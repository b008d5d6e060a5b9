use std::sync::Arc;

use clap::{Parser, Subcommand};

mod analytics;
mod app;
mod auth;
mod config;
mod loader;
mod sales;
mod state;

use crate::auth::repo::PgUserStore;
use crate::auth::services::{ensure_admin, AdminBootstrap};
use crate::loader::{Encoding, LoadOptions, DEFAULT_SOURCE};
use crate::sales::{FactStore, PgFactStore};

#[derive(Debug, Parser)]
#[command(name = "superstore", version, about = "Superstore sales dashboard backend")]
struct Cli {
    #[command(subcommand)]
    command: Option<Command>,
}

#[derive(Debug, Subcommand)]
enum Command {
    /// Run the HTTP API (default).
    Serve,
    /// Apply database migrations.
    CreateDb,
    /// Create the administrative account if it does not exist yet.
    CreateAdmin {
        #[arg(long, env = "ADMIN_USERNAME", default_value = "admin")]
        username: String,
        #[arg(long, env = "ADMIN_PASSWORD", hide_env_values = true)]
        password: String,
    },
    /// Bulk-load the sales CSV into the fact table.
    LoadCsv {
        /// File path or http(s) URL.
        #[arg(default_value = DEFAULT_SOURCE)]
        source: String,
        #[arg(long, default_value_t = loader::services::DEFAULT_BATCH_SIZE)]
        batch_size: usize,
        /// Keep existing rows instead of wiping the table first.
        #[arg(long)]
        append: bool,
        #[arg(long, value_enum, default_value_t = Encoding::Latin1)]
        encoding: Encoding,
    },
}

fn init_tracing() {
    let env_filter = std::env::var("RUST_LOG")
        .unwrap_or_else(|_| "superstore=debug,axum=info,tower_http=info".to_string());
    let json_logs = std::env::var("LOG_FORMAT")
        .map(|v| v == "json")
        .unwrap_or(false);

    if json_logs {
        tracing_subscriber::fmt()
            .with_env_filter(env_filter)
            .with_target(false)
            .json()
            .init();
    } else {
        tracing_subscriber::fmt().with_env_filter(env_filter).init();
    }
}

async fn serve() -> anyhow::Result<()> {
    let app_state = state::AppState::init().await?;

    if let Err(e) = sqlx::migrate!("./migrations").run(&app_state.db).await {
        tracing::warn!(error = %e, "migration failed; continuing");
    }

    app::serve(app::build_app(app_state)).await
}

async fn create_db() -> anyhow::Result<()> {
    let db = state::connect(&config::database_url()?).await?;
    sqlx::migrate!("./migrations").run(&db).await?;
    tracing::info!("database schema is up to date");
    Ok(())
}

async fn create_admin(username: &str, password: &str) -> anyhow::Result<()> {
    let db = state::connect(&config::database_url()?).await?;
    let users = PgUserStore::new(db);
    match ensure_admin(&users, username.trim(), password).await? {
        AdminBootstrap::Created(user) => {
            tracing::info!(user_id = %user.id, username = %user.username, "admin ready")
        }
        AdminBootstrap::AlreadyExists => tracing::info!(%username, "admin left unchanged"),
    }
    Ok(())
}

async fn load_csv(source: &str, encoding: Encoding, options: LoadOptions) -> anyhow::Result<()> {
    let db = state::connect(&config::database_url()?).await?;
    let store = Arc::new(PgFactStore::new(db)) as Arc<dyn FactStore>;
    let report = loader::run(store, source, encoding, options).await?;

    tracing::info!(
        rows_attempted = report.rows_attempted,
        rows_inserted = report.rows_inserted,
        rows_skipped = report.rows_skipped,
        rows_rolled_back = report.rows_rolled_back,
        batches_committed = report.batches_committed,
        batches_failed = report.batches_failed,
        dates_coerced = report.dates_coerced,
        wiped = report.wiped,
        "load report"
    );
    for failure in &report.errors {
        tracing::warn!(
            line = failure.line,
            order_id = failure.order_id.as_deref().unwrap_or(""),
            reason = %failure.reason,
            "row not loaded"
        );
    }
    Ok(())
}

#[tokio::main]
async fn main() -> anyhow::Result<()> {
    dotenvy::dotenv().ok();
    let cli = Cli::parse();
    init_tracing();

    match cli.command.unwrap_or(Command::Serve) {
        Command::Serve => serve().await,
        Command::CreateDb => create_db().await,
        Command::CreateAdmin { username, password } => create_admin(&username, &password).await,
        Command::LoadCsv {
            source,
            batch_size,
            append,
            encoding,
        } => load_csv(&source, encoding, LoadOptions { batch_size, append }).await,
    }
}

===============

● **Work to be completed**: Your task is to list each line of the records with the word "CreateAdmin".

● **Answer space**:
    CreateAdmin {
        Command::CreateAdmin { username, password } => create_admin(&username, &password).await,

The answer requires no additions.